The stretch from the line with "JsonValue::Null => return" through the line with "a store error." in the records below: write it out exactly, and nothing else.

▶ [Supplied entries]

----------

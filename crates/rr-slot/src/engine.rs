//! Slot machine — session state, funding, outcome resolution and settlement
//!
//! ```text
//! request_spin ─▶ fund (free → frenzy → cash) ─▶ SpinResolver ─▶ SpinSequencer
//!                                                                    │ tick / skip
//!                                                                    ▼
//!                                                 settle: Ledger + stats + stages
//! ```

use rand::{Rng, SeedableRng};
use rand_chacha::ChaCha8Rng;
use serde::{Deserialize, Serialize};

use rr_stage::{FundingSource, JackpotTier, Stage, StageCategory, StageEvent, StageTrace};

use crate::config::SlotConfig;
use crate::error::{ConfigError, SlotError, SlotResult};
use crate::features::{BonusBoxRound, BonusPick, JackpotPool, ProgressionState};
use crate::grid::{Grid, GridGenerator};
use crate::ledger::Ledger;
use crate::paytable::PaylineEvaluator;
use crate::payout::PayoutCalculator;
use crate::sequencer::{Clock, SequencerState, SpinSequencer, SystemClock};
use crate::spin::{SpinContext, SpinOutcome};
use crate::symbols::WeightedSymbolPool;

// ═══════════════════════════════════════════════════════════════════════════
// SESSION STATE
// ═══════════════════════════════════════════════════════════════════════════

/// Jackpots and progression that survive across spins
#[derive(Debug, Clone, PartialEq, Serialize, Deserialize)]
pub struct SessionState {
    pub jackpots: JackpotPool,
    pub progression: ProgressionState,
}

impl SessionState {
    pub fn new(config: &SlotConfig) -> Self {
        Self {
            jackpots: JackpotPool::with_config(config.jackpot),
            progression: ProgressionState::with_config(config.progression),
        }
    }

    /// Attach the engine's tier and progression settings to restored values
    pub fn reconfigured(self, config: &SlotConfig) -> Self {
        Self {
            jackpots: self.jackpots.reconfigured(config.jackpot),
            progression: self.progression.reconfigured(config.progression),
        }
    }

    /// Clamp restored values back into their invariants
    pub fn sanitized(self) -> Self {
        Self {
            jackpots: self.jackpots.sanitized(),
            progression: self.progression.sanitized(),
        }
    }
}

impl Default for SessionState {
    fn default() -> Self {
        Self::new(&SlotConfig::default())
    }
}

// ═══════════════════════════════════════════════════════════════════════════
// RESOLVER
// ═══════════════════════════════════════════════════════════════════════════

/// Computes a complete outcome and applies it to the session state
#[derive(Debug, Clone, Default)]
pub struct SpinResolver {
    payout: PayoutCalculator,
}

impl SpinResolver {
    pub fn new(config: &SlotConfig) -> Self {
        Self {
            payout: PayoutCalculator::new(config.morale),
        }
    }

    /// Draw a grid for an already funded spin and resolve it
    pub fn resolve<R: Rng + ?Sized>(
        &self,
        session: &mut SessionState,
        spin_id: impl Into<String>,
        ctx: SpinContext,
        rng: &mut R,
    ) -> SpinOutcome {
        let frenzy = session.progression.is_frenzy_spin(ctx.funded_by);
        let pool = WeightedSymbolPool::build(&ctx, frenzy);
        let grid = GridGenerator::generate(&pool, rng);
        self.resolve_with_grid(session, spin_id, ctx, grid)
    }

    /// Resolve a known grid: score lines, pay out, award jackpot, grant free
    /// spins, move the energy meter
    pub fn resolve_with_grid(
        &self,
        session: &mut SessionState,
        spin_id: impl Into<String>,
        ctx: SpinContext,
        grid: Grid,
    ) -> SpinOutcome {
        let frenzy = session.progression.is_frenzy_spin(ctx.funded_by);
        let eval = PaylineEvaluator::evaluate(&grid, &ctx);
        let payout = self
            .payout
            .calculate(&eval, &grid, &ctx, frenzy, &mut session.jackpots);

        session.progression.grant_free_spins(payout.free_spins_granted);
        let energy = session.progression.apply_energy(eval.energy_gain, frenzy);
        let frenzy_ended = session.progression.finish_spin(ctx.funded_by);

        SpinOutcome {
            spin_id: spin_id.into(),
            context: ctx,
            grid,
            line_wins: eval.line_wins,
            winning_cells: eval.winning_cells,
            total_multiplier: eval.total_multiplier,
            frenzy_multiplier: payout.frenzy_multiplier,
            line_award: payout.line_award,
            currency_award: payout.currency_award,
            jackpot_awarded: payout.jackpot,
            scatter_count: payout.scatter_count,
            free_spins_granted: payout.free_spins_granted,
            energy_delta: energy.delta,
            frenzy_triggered: energy.triggered(),
            frenzy_spins_granted: energy.frenzy_spins_granted,
            frenzy_ended,
            teaser_signal: payout.teaser_signal,
            morale_delta: payout.morale_delta,
            bonus_offered: false,
        }
    }
}
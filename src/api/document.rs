use std::sync::Arc;

use indexmap::IndexMap;
use reqwest::Method;
use serde_json::{json, Value as JsonValue};

use crate::api::operations::{encode_list_order, encode_patch_data};
use crate::api::query::{ListOptions, PageRequest, QueryOptions, QuerySpec};
use crate::api::snapshot::{Document, DocumentPage};
use crate::error::{
    domain_error, invalid_argument, transport_error, FirestoreError, FirestoreErrorCode, FirestoreResult,
};
use crate::model::{validate_collection_path, DatabaseId, DocumentKey, IntoFieldPath};
use crate::remote::connection::{Connection, ConnectionBuilder, Transport, TransportRequest};
use crate::remote::serializer::JsonProtoSerializer;
use crate::remote::structured_query::{encode_structured_query, run_query_path};
use crate::value::{encode_fields, encode_value, NativeValue, ValueKind};

/// Async client for single-document reads and writes plus collection queries.
///
/// Every operation issues exactly one HTTP request and takes the caller's
/// bearer token explicitly. Values are encoded and queries compiled before the
/// request is built, so invalid input never reaches the network.
///
/// Writes are independent: reading a document, changing a field locally and
/// then calling [`FirestoreClient::patch`] can lose concurrent updates. Use
/// [`FirestoreClient::increment`] for counters that must not race.
#[derive(Clone)]
pub struct FirestoreClient {
    serializer: JsonProtoSerializer,
    transport: Arc<dyn Transport>,
}

pub struct FirestoreClientBuilder {
    database_id: DatabaseId,
    connection: ConnectionBuilder,
    transport: Option<Arc<dyn Transport>>,
}

impl FirestoreClientBuilder {
    pub fn new(database_id: DatabaseId) -> Self {
        Self {
            connection: Connection::builder(database_id.clone()),
            database_id,
            transport: None,
        }
    }

    pub fn with_client(mut self, client: reqwest::Client) -> Self {
        self.connection = self.connection.with_client(client);
        self
    }

    pub fn with_emulator_host(mut self, host: impl Into<String>) -> Self {
        self.connection = self.connection.with_emulator_host(host);
        self
    }

    pub fn with_base_url(mut self, base_url: impl Into<String>) -> Self {
        self.connection = self.connection.with_base_url(base_url);
        self
    }

    /// Replaces the HTTP connection entirely; connection settings are ignored.
    pub fn with_transport(mut self, transport: Arc<dyn Transport>) -> Self {
        self.transport = Some(transport);
        self
    }

    pub fn build(self) -> FirestoreResult<FirestoreClient> {
        let transport = match self.transport {
            Some(transport) => transport,
            None => Arc::new(self.connection.build()?),
        };
        Ok(FirestoreClient::with_transport(self.database_id, transport))
    }
}

impl FirestoreClient {
    pub fn builder(database_id: DatabaseId) -> FirestoreClientBuilder {
        FirestoreClientBuilder::new(database_id)
    }

    /// Client for the production endpoint, or the emulator named by
    /// `FIRESTORE_EMULATOR_HOST`.
    pub fn new(database_id: DatabaseId) -> FirestoreResult<Self> {
        Self::builder(database_id).build()
    }

    pub fn with_transport(database_id: DatabaseId, transport: Arc<dyn Transport>) -> Self {
        Self {
            serializer: JsonProtoSerializer::new(database_id),
            transport,
        }
    }

    pub fn database_id(&self) -> &DatabaseId {
        self.serializer.database_id()
    }

    /// Fetches one document. A missing document is a `NotFound` error.
    pub async fn get(&self, collection: &str, id: &str, token: Option<&str>) -> FirestoreResult<Document> {
        let key = DocumentKey::new(collection, id)?;
        let request = TransportRequest::new(Method::GET, document_path(&key)).with_auth_token(token);
        let response = self.transport.invoke_json(request).await?;
        self.serializer.decode_document(&response)
    }

    /// Returns every document of `collection`, optionally ordered and capped.
    pub async fn list(
        &self,
        collection: &str,
        options: ListOptions,
        token: Option<&str>,
    ) -> FirestoreResult<Vec<Document>> {
        self.run_query(QuerySpec::new(collection, options), token).await
    }

    /// Runs a filtered query; all filters must hold.
    pub async fn query(
        &self,
        collection: &str,
        options: QueryOptions,
        token: Option<&str>,
    ) -> FirestoreResult<Vec<Document>> {
        self.run_query(QuerySpec::new(collection, options), token).await
    }

    /// Fetches one page of `collection` through the list-documents endpoint.
    pub async fn list_page(
        &self,
        collection: &str,
        page: PageRequest,
        token: Option<&str>,
    ) -> FirestoreResult<DocumentPage> {
        let path = validate_collection_path(collection)?;
        if let Some(size) = page.page_size {
            if size <= 0 {
                return Err(invalid_argument(format!("page_size must be positive, got {size}")));
            }
        }

        let mut request = TransportRequest::new(Method::GET, format!("documents/{}", path.url_encoded()))
            .with_auth_token(token);
        if let Some(size) = page.page_size {
            request = request.with_query("pageSize", size.to_string());
        }
        if let Some(page_token) = page.page_token {
            request = request.with_query("pageToken", page_token);
        }
        if let Some(order) = encode_list_order(&page.order_by) {
            request = request.with_query("orderBy", order);
        }

        let response = self.transport.invoke_json(request).await?;
        let documents = match response.get("documents") {
            None | Some(JsonValue::Null) => Vec::new(),
            Some(JsonValue::Array(entries)) => entries
                .iter()
                .map(|entry| self.serializer.decode_document(entry))
                .collect::<FirestoreResult<Vec<_>>>()?,
            Some(other) => {
                return Err(transport_error(format!("Unexpected 'documents' payload: {other}")));
            }
        };
        let next_page_token = response
            .get("nextPageToken")
            .and_then(JsonValue::as_str)
            .filter(|token| !token.is_empty())
            .map(str::to_string);
        Ok(DocumentPage {
            documents,
            next_page_token,
        })
    }

    /// Creates a document with a store-assigned id.
    pub async fn create(
        &self,
        collection: &str,
        fields: IndexMap<String, NativeValue>,
        token: Option<&str>,
    ) -> FirestoreResult<Document> {
        let path = validate_collection_path(collection)?;
        let map = encode_fields(&fields)?;
        let request = TransportRequest::new(Method::POST, format!("documents/{}", path.url_encoded()))
            .with_body(self.serializer.encode_document_fields(&map))
            .with_auth_token(token);
        let response = self.transport.invoke_json(request).await?;
        self.serializer.decode_document(&response)
    }

    /// Creates a document under a caller-chosen id; fails if it already exists.
    pub async fn create_with_id(
        &self,
        collection: &str,
        id: &str,
        fields: IndexMap<String, NativeValue>,
        token: Option<&str>,
    ) -> FirestoreResult<Document> {
        let key = DocumentKey::new(collection, id)?;
        let map = encode_fields(&fields)?;
        let request = TransportRequest::new(
            Method::POST,
            format!("documents/{}", key.collection_path().url_encoded()),
        )
        .with_query("documentId", key.id())
        .with_body(self.serializer.encode_document_fields(&map))
        .with_auth_token(token);
        let response = self.transport.invoke_json(request).await?;
        self.serializer.decode_document(&response)
    }

    /// Writes only the supplied fields, leaving the rest of the document as is.
    ///
    /// Creates the document when it does not exist yet. Each key names a
    /// top-level field.
    pub async fn patch(
        &self,
        collection: &str,
        id: &str,
        fields: IndexMap<String, NativeValue>,
        token: Option<&str>,
    ) -> FirestoreResult<Document> {
        let key = DocumentKey::new(collection, id)?;
        let encoded = encode_patch_data(&fields)?;
        let mut request = TransportRequest::new(Method::PATCH, document_path(&key))
            .with_body(self.serializer.encode_document_fields(&encoded.map))
            .with_auth_token(token);
        for (name, value) in encoded.mask_query() {
            request = request.with_query(name, value);
        }
        let response = self.transport.invoke_json(request).await?;
        self.serializer.decode_document(&response)
    }

    /// Deletes a document. Deleting a missing document succeeds.
    pub async fn delete(&self, collection: &str, id: &str, token: Option<&str>) -> FirestoreResult<()> {
        let key = DocumentKey::new(collection, id)?;
        let request = TransportRequest::new(Method::DELETE, document_path(&key)).with_auth_token(token);
        match self.transport.invoke_json(request).await {
            Ok(_) => Ok(()),
            Err(err) if err.code == FirestoreErrorCode::NotFound => {
                log::debug!("delete of missing document {}/{}", collection, id);
                Ok(())
            }
            Err(err) => Err(err),
        }
    }

    /// Atomically adds `by` to a numeric field on the server.
    ///
    /// A missing field or document starts from zero.
    pub async fn increment(
        &self,
        collection: &str,
        id: &str,
        field: impl IntoFieldPath,
        by: impl Into<NativeValue>,
        token: Option<&str>,
    ) -> FirestoreResult<()> {
        let key = DocumentKey::new(collection, id)?;
        let field = field.into_field_path()?;
        let operand = encode_value(&by.into())?;
        if !matches!(operand.kind(), ValueKind::Integer(_) | ValueKind::Double(_)) {
            return Err(invalid_argument(format!(
                "increment requires a numeric operand, got {}",
                operand.kind().tag()
            )));
        }
        let body = self.serializer.encode_increment_body(&key, &field, &operand);
        let request = TransportRequest::new(Method::POST, "documents:commit")
            .with_body(body)
            .with_auth_token(token);
        self.transport.invoke_json(request).await?;
        Ok(())
    }

    async fn run_query(&self, spec: QuerySpec, token: Option<&str>) -> FirestoreResult<Vec<Document>> {
        let path = run_query_path(&spec)?;
        let structured = encode_structured_query(&self.serializer, &spec)?;
        let request = TransportRequest::new(Method::POST, path)
            .with_body(json!({ "structuredQuery": structured }))
            .with_auth_token(token);
        let response = self
            .transport
            .invoke_json(request)
            .await
            .map_err(query_error)?;

        let entries = match response {
            JsonValue::Null => return Ok(Vec::new()),
            JsonValue::Array(entries) => entries,
            other => {
                return Err(transport_error(format!("Unexpected runQuery response: {other}")));
            }
        };
        // Entries without a document carry only read-time progress.
        entries
            .iter()
            .filter_map(|entry| entry.get("document"))
            .map(|document| self.serializer.decode_document(document))
            .collect()
    }
}

/// A 404 from `runQuery` means the database or parent is missing, never an
/// absent document, so it is reported as a store error.
fn query_error(err: FirestoreError) -> FirestoreError {
    if err.code != FirestoreErrorCode::NotFound {
        return err;
    }
    let status = err.store_status().unwrap_or("NOT_FOUND").to_string();
    let mapped = domain_error(status, err.message());
    match err.http_status() {
        Some(http_status) => mapped.with_http_status(http_status),
        None => mapped,
    }
}

fn document_path(key: &DocumentKey) -> String {
    format!("documents/{}", key.path().url_encoded())
}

----------

▶ [Your response]
            JsonValue::Null => return Ok(Vec::new()),
            JsonValue::Array(entries) => entries,
            other => {
                return Err(transport_error(format!("Unexpected runQuery response: {other}")));
            }
        };
        // Entries without a document carry only read-time progress.
        entries
            .iter()
            .filter_map(|entry| entry.get("document"))
            .map(|document| self.serializer.decode_document(document))
            .collect()
    }
}

/// A 404 from `runQuery` means the database or parent is missing, never an
/// absent document, so it is reported as a store error.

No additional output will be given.